In the listing below, find each line holding "TradeDecision" and copy it.

## RAW DATA
▼
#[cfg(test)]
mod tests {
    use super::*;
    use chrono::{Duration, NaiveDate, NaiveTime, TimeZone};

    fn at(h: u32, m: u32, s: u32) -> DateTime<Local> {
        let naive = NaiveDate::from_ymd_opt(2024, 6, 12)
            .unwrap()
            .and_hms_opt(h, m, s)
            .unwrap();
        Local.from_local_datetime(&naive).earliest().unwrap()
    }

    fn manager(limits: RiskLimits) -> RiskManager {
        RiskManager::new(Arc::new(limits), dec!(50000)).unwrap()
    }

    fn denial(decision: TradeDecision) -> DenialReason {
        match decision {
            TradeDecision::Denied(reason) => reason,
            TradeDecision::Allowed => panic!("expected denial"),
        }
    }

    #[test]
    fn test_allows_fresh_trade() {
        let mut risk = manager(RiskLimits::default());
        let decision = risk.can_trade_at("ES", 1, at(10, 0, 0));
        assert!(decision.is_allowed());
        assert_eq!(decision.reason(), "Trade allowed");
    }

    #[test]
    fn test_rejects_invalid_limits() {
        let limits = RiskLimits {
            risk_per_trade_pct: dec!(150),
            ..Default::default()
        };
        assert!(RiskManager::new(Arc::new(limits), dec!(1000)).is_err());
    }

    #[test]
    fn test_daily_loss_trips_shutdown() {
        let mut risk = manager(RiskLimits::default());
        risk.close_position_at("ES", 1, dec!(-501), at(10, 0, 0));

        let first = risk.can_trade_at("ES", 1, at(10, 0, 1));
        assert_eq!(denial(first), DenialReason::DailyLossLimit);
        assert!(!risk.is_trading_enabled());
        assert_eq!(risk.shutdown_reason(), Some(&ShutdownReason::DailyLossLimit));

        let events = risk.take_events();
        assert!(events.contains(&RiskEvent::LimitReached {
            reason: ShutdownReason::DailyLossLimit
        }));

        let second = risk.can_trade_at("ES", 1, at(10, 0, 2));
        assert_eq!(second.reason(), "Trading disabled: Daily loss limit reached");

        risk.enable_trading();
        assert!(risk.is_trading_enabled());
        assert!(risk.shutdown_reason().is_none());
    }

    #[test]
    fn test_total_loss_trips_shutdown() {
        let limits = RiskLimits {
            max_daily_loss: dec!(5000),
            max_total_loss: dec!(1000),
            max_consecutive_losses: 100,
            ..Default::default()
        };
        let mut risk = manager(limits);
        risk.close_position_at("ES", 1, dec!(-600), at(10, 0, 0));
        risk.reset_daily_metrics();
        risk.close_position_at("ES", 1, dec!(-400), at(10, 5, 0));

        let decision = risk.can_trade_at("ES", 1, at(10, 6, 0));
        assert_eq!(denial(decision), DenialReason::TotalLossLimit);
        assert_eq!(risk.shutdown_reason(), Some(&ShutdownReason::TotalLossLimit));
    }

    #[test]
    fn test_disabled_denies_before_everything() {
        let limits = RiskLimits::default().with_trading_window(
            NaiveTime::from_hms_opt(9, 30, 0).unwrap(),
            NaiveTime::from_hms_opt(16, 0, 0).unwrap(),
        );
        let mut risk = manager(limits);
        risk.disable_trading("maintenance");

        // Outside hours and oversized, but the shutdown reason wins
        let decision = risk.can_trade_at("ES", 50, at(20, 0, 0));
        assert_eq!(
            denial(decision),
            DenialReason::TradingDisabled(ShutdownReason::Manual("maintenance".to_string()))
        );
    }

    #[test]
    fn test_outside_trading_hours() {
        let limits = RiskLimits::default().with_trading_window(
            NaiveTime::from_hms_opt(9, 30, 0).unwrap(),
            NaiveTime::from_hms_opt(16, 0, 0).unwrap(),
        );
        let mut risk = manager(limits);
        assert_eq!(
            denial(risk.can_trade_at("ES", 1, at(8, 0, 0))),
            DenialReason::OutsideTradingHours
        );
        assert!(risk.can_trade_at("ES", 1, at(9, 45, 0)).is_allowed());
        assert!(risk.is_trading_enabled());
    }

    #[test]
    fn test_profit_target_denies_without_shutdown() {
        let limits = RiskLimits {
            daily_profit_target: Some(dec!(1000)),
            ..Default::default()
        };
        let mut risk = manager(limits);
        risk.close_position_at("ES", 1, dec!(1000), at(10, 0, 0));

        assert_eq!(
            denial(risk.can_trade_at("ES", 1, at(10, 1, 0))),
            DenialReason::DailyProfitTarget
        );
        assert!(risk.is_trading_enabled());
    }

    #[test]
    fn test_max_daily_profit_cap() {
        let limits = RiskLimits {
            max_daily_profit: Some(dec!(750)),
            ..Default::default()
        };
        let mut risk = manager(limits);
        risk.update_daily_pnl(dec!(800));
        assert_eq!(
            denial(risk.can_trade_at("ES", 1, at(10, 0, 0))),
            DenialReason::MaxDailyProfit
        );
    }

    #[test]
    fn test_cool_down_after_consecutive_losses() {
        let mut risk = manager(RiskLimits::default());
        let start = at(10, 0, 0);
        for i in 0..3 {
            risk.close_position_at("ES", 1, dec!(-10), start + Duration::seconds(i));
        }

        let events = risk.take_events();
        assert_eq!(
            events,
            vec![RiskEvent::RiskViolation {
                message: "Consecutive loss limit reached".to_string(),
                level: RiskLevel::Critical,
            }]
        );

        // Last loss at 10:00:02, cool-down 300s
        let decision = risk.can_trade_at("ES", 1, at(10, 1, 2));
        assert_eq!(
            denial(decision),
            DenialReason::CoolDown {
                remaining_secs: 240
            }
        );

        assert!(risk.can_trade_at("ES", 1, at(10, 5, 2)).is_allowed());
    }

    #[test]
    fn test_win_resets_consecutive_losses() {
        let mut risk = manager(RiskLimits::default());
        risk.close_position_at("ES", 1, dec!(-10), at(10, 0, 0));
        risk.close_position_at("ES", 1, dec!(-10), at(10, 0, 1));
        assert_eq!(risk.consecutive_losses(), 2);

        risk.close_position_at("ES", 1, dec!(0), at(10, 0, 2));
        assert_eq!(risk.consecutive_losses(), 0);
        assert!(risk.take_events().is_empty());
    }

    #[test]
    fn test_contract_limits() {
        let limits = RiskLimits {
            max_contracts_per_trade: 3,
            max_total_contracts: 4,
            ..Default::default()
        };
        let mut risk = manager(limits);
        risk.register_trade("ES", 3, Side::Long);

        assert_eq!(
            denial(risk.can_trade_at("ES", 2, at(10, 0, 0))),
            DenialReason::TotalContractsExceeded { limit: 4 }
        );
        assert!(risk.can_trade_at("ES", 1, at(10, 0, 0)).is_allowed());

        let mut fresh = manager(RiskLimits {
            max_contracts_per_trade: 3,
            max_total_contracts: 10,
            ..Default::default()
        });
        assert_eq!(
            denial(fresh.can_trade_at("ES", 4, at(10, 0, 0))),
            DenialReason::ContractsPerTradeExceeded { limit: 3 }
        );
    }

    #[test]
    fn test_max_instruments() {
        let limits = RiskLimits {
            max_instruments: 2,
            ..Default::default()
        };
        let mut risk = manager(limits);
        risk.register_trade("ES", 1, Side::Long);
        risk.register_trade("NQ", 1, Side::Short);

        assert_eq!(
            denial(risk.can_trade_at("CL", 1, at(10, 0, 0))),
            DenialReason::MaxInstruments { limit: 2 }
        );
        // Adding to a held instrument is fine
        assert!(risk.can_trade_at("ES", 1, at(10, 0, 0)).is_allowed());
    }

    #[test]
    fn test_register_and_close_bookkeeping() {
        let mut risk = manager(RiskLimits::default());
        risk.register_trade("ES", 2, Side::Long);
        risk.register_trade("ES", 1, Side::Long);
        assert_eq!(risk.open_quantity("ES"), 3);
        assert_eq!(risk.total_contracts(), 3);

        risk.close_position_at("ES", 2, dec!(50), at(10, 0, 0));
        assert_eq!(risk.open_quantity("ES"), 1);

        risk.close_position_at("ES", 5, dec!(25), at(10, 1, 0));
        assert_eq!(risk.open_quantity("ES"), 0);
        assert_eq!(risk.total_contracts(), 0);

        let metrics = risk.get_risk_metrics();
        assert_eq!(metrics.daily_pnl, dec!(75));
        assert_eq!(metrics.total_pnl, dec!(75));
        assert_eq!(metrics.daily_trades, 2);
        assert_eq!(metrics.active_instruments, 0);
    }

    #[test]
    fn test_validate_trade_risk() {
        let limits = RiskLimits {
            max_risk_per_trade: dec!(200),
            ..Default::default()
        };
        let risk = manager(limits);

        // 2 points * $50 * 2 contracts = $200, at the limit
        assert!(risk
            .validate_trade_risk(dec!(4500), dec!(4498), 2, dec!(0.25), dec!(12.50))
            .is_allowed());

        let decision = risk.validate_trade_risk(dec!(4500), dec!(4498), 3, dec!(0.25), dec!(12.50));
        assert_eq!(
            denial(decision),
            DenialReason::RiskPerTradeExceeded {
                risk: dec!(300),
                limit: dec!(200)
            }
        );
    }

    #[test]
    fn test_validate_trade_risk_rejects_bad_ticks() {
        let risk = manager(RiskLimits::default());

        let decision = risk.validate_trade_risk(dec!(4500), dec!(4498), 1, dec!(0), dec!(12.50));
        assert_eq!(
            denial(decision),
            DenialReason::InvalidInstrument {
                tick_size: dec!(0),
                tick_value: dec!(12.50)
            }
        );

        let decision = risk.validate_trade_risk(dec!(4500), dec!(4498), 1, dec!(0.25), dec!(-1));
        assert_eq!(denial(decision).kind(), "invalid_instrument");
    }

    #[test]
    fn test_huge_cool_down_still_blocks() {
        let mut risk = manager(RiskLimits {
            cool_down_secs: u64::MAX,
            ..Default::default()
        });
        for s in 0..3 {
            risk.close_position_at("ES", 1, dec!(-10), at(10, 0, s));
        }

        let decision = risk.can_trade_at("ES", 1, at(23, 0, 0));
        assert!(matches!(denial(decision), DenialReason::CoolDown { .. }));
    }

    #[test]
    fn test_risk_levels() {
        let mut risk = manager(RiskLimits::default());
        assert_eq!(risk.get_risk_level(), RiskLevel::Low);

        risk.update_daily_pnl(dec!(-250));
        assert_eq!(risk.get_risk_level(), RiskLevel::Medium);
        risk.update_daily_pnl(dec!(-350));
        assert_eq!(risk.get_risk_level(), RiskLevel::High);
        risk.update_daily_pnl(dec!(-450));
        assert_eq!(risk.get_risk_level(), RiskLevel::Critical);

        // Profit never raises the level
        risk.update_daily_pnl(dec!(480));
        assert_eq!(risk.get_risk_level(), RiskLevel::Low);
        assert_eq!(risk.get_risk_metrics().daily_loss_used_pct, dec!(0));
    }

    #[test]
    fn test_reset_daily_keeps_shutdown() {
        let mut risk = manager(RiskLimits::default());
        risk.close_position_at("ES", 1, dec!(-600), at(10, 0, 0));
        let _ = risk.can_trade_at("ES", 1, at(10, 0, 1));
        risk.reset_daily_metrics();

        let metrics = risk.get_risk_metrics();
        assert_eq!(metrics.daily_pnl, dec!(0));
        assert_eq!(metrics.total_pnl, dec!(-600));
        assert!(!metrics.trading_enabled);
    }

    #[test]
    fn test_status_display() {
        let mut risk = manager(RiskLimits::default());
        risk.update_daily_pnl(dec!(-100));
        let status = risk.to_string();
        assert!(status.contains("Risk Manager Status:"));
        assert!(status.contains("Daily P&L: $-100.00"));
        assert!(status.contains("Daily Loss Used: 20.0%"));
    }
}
▲
## RESPONSE TO THIS TASK
    fn denial(decision: TradeDecision) -> DenialReason {
            TradeDecision::Denied(reason) => reason,
            TradeDecision::Allowed => panic!("expected denial"),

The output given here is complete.